◆ **Directions for this task**
Report back every line from the entries below in which the word "ClientRecord" occurs.

◆ **Supplied data**
»»

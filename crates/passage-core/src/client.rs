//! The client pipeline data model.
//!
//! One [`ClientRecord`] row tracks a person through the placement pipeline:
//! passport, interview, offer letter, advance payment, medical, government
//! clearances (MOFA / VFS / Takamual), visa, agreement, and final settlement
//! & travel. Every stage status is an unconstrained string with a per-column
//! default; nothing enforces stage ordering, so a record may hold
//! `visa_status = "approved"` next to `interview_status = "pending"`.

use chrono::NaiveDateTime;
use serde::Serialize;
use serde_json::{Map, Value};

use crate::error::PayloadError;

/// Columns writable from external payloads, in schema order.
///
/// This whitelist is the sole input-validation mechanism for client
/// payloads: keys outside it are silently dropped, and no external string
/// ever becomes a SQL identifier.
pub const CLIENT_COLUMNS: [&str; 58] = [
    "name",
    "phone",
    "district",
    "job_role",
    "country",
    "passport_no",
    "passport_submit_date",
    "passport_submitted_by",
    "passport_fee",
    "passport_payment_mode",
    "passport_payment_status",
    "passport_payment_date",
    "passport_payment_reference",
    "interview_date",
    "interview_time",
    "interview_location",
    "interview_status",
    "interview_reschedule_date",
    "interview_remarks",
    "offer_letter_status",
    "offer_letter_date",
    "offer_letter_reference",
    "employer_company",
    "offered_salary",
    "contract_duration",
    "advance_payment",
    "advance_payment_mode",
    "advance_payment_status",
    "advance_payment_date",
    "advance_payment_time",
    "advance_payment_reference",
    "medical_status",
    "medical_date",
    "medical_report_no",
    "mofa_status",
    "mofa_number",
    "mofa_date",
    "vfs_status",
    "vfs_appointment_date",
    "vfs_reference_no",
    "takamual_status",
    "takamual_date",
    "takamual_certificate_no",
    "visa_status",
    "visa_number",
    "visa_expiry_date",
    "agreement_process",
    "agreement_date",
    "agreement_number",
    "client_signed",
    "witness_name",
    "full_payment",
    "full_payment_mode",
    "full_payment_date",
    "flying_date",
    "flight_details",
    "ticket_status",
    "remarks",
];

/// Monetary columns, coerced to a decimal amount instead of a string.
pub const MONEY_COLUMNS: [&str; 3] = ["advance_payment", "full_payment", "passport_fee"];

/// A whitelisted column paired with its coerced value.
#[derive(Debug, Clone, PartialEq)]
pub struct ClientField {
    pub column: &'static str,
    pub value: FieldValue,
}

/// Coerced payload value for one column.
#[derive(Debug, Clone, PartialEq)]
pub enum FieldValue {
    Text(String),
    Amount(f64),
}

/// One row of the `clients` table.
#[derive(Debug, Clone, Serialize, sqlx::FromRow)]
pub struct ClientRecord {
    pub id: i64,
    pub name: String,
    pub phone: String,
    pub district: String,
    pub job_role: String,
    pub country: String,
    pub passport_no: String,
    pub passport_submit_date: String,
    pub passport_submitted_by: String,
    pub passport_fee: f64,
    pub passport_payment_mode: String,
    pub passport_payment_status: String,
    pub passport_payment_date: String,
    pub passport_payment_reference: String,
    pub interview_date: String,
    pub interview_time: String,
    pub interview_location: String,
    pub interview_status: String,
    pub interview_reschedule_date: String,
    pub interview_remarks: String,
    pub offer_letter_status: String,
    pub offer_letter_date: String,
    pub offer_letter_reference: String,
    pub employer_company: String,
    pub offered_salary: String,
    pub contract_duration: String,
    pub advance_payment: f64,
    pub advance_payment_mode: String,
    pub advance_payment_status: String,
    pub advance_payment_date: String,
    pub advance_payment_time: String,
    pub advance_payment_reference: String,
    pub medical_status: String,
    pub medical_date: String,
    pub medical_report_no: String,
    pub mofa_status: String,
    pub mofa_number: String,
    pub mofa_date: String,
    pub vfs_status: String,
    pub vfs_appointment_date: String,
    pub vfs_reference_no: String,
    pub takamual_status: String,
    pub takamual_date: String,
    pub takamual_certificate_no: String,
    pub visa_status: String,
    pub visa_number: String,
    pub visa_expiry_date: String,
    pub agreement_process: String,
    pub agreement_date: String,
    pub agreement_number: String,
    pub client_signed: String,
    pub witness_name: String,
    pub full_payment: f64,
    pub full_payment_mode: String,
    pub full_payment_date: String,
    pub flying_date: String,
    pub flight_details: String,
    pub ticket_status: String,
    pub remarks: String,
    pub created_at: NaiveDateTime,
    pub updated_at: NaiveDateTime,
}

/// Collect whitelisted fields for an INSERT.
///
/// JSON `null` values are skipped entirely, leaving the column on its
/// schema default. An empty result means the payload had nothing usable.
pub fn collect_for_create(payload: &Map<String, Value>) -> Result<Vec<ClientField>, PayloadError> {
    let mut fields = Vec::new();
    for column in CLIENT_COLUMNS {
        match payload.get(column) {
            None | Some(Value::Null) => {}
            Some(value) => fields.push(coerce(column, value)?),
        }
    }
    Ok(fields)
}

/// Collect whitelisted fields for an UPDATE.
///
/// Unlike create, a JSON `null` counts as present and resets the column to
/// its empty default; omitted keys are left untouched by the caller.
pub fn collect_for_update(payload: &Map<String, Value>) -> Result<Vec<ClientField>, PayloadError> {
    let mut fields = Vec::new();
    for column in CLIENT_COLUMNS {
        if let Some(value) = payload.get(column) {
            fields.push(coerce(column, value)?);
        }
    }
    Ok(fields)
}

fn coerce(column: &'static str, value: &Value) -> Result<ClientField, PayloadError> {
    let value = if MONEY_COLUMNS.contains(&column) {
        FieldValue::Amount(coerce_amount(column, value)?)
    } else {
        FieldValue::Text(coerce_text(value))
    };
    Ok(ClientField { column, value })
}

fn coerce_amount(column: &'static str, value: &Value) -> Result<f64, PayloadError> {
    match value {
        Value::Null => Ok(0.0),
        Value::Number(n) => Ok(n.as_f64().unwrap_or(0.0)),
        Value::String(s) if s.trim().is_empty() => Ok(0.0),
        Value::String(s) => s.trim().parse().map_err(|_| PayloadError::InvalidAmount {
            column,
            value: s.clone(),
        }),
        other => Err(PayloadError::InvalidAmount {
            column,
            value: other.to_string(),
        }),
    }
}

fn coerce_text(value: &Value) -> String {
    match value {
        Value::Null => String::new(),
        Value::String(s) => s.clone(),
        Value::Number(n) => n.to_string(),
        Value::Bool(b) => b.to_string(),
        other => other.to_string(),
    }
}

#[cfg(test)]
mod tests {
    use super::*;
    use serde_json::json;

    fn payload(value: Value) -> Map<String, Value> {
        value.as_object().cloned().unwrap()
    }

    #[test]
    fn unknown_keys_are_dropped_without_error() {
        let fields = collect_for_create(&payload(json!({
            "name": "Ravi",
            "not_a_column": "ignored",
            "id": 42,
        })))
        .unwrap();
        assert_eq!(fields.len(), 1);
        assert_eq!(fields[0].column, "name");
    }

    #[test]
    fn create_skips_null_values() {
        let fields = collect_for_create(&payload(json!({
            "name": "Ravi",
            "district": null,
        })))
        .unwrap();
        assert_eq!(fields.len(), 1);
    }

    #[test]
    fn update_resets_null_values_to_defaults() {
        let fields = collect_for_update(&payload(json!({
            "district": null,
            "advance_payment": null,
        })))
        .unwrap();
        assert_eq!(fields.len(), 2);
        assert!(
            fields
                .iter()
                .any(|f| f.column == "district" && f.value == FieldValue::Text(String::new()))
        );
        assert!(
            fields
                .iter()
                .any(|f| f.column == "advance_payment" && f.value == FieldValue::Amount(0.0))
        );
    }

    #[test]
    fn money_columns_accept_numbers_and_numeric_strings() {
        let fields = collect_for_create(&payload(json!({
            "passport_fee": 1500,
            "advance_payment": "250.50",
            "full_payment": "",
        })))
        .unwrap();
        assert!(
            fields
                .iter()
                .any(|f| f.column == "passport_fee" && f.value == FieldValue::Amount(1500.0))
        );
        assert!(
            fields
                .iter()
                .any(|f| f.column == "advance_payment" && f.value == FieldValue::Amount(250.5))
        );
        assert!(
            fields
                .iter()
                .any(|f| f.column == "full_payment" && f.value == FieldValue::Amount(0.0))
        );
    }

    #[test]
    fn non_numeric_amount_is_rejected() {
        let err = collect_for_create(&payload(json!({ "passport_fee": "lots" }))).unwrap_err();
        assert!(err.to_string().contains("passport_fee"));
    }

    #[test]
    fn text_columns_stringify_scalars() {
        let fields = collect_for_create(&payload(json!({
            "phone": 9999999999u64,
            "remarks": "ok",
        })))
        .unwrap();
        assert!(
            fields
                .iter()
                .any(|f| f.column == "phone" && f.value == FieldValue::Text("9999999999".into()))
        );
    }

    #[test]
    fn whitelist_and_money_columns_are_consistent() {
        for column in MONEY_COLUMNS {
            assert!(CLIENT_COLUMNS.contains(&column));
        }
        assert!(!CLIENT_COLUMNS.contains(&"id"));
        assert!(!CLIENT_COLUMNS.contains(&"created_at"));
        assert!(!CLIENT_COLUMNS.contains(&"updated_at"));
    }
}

««

◆ **Response**
//! One [`ClientRecord`] row tracks a person through the placement pipeline:
pub struct ClientRecord {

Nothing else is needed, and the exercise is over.